Start from v0.2.0, you can download pre-build wheel that satisfied your environment setup from each version's release assets and install it to skip building stage for the fastest installation speed. For example:
```shell
# firstly, cd the directory where the wheel saved, then execute command below
pip install auto_gptq-0.2.0+cu118-cp310-cp310-linux_x86_64.whl # install v0.2.0 auto_gptq pre-build wheel for linux in an environment whose python=3.10 and cuda=11.8
```

#### disable cuda extensions
By default, cuda extensions will be installed when `torch` and `cuda` is already installed in your machine, if you don't want to use them, using:
```shell
BUILD_CUDA_EXT=0 pip install auto-gptq
```
And to make sure `autogptq_cuda` is not ever in your virtual environment, run:
```shell
pip uninstall autogptq_cuda -y
```

#### to support triton speedup
To integrate with `triton`, using:
> warning: currently triton only supports linux; 3-bit quantization is not supported when using triton

```shell
pip install auto-gptq[triton]
```

### Install from source
<details>
<summary>click to see details</summary>

Clone the source code:
```shell
git clone https://github.com/PanQiWei/AutoGPTQ.git && cd AutoGPTQ
```
Then, install from source:
```shell
pip install .
```
Like quick installation, you can also set `BUILD_CUDA_EXT=0` to disable pytorch extension building.

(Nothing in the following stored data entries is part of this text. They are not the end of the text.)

//! Build script for pagecheck.
//!
//! Stamps version information from git and the toolchain into the binary.

use std::env;
use std::process::Command;

fn main() {
    println!("cargo:rerun-if-changed=build.rs");
    println!("cargo:rerun-if-changed=.git/HEAD");

    println!(
        "cargo:rustc-env=TARGET={}",
        env::var("TARGET").unwrap_or_else(|_| "unknown".to_string())
    );

    if let Some(hash) = get_git_hash() {
        println!("cargo:rustc-env=PAGECHECK_GIT_HASH={}", hash);
    }

    if let Some(date) = get_build_date() {
        println!("cargo:rustc-env=PAGECHECK_BUILD_DATE={}", date);
    }

    if let Some(version) = get_rustc_version() {
        println!("cargo:rustc-env=PAGECHECK_RUSTC_VERSION={}", version);
    }
}

/// Run a command and return its trimmed stdout on success
fn command_output(program: &str, args: &[&str]) -> Option<String> {
    Command::new(program)
        .args(args)
        .output()
        .ok()
        .filter(|output| output.status.success())
        .and_then(|output| String::from_utf8(output.stdout).ok())
        .map(|s| s.trim().to_string())
}

/// Get the current git commit hash (short form)
fn get_git_hash() -> Option<String> {
    command_output("git", &["rev-parse", "--short", "HEAD"])
}

/// Get the current build date in ISO 8601 format
fn get_build_date() -> Option<String> {
    command_output("date", &["-u", "+%Y-%m-%dT%H:%M:%SZ"])
}

/// Get the rustc version ("rustc 1.75.0 (..." -> "1.75.0")
fn get_rustc_version() -> Option<String> {
    command_output("rustc", &["--version"])
        .and_then(|s| s.split_whitespace().nth(1).map(|v| v.to_string()))
}
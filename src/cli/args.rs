//! Command line arguments for pagecheck.
//!
//! `pagecheck [PATH]` is shorthand for `pagecheck check [PATH]`.

use crate::validator::nu::DEFAULT_NU_URL;
use clap::{Parser, Subcommand, ValueEnum};
use std::path::PathBuf;

/// Check a static HTML page for structure, `<head>` content, and standards conformance
#[derive(Debug, Parser)]
#[command(name = "pagecheck", version, about, long_about = None)]
#[command(args_conflicts_with_subcommands = true)]
pub struct Args {
    #[command(subcommand)]
    pub command: Option<Command>,

    #[command(flatten)]
    pub check: CheckArgs,
}

impl Args {
    /// Arguments of the check run, whether given via `check` or bare
    pub fn into_command(self) -> Command {
        self.command.unwrap_or(Command::Check(self.check))
    }
}

/// Command to execute
#[derive(Debug, Clone, PartialEq, Subcommand)]
pub enum Command {
    /// Run validation checks (default)
    Check(CheckArgs),
    /// List the rules of a profile
    List(ListArgs),
    /// Print version information
    Version,
}

/// Output format selection
#[derive(Debug, Clone, Copy, PartialEq, Eq, Default, ValueEnum)]
pub enum OutputFormat {
    /// Human-readable terminal output
    #[default]
    Text,
    /// Machine-readable JSON
    Json,
    /// JUnit XML for CI/CD integration
    Junit,
}

/// Rule category filter
#[derive(Debug, Clone, Copy, PartialEq, Eq, ValueEnum)]
pub enum CategoryFilter {
    Structure,
    Head,
    Metadata,
    Conformance,
}

#[derive(Debug, Clone, PartialEq, clap::Args)]
pub struct CheckArgs {
    /// HTML document to check
    #[arg(default_value = "index.html")]
    pub path: PathBuf,

    /// Output format
    #[arg(short, long, value_enum, default_value_t = OutputFormat::Text, env = "PAGECHECK_FORMAT")]
    pub format: OutputFormat,

    /// Also require the charset, description, keywords, author and viewport <meta> tags
    #[arg(long)]
    pub strict: bool,

    /// Only run rules in these categories
    #[arg(short, long, value_enum)]
    pub category: Vec<CategoryFilter>,

    /// Only run these rule IDs
    #[arg(long, value_delimiter = ',')]
    pub only: Vec<String>,

    /// Skip these rule IDs
    #[arg(long, value_delimiter = ',')]
    pub skip: Vec<String>,

    /// Do not contact the conformance validator; CONF-001 is skipped
    #[arg(long)]
    pub offline: bool,

    /// Nu HTML Checker endpoint
    #[arg(long, env = "PAGECHECK_VALIDATOR_URL", default_value = DEFAULT_NU_URL)]
    pub validator_url: String,

    /// Validator request timeout in milliseconds
    #[arg(long = "timeout", default_value_t = 30000)]
    pub timeout_ms: u64,

    /// Only show failures and warnings
    #[arg(short, long, conflicts_with = "verbose")]
    pub quiet: bool,

    /// Show details and timings for every rule
    #[arg(short, long)]
    pub verbose: bool,

    /// Disable colored output
    #[arg(long)]
    pub no_color: bool,
}

impl Default for CheckArgs {
    fn default() -> Self {
        CheckArgs {
            path: PathBuf::from("index.html"),
            format: OutputFormat::Text,
            strict: false,
            category: Vec::new(),
            only: Vec::new(),
            skip: Vec::new(),
            offline: false,
            validator_url: DEFAULT_NU_URL.to_string(),
            timeout_ms: 30000,
            quiet: false,
            verbose: false,
            no_color: false,
        }
    }
}

#[derive(Debug, Clone, PartialEq, Default, clap::Args)]
pub struct ListArgs {
    /// List the strict profile
    #[arg(long)]
    pub strict: bool,
}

Use `.[triton]` if you want to integrate with triton and it's available on your operating system.

To install from source for AMD GPUs supporting RoCm, please specify the `ROCM_VERSION` environment variable. The compilation can be speeded up by specifying the `PYTORCH_ROCM_ARCH` variable ([reference](https://github.com/pytorch/pytorch/blob/7b73b1e8a73a1777ebe8d2cd4487eb13da55b3ba/setup.py#L132)), for example `gfx90a` for MI200 series devices. Example:

```
ROCM_VERSION=5.6 pip install .
```

For RoCm systems, the packages `rocsparse-dev`, `hipsparse-dev`, `rocthrust-dev`, `rocblas-dev` and `hipblas-dev` are required to build.

</details>

## Quick Tour

### Quantization and Inference
> warning: this is just a showcase of the usage of basic apis in AutoGPTQ, which uses only one sample to quantize a much small model, quality of quantized model using such little samples may not good.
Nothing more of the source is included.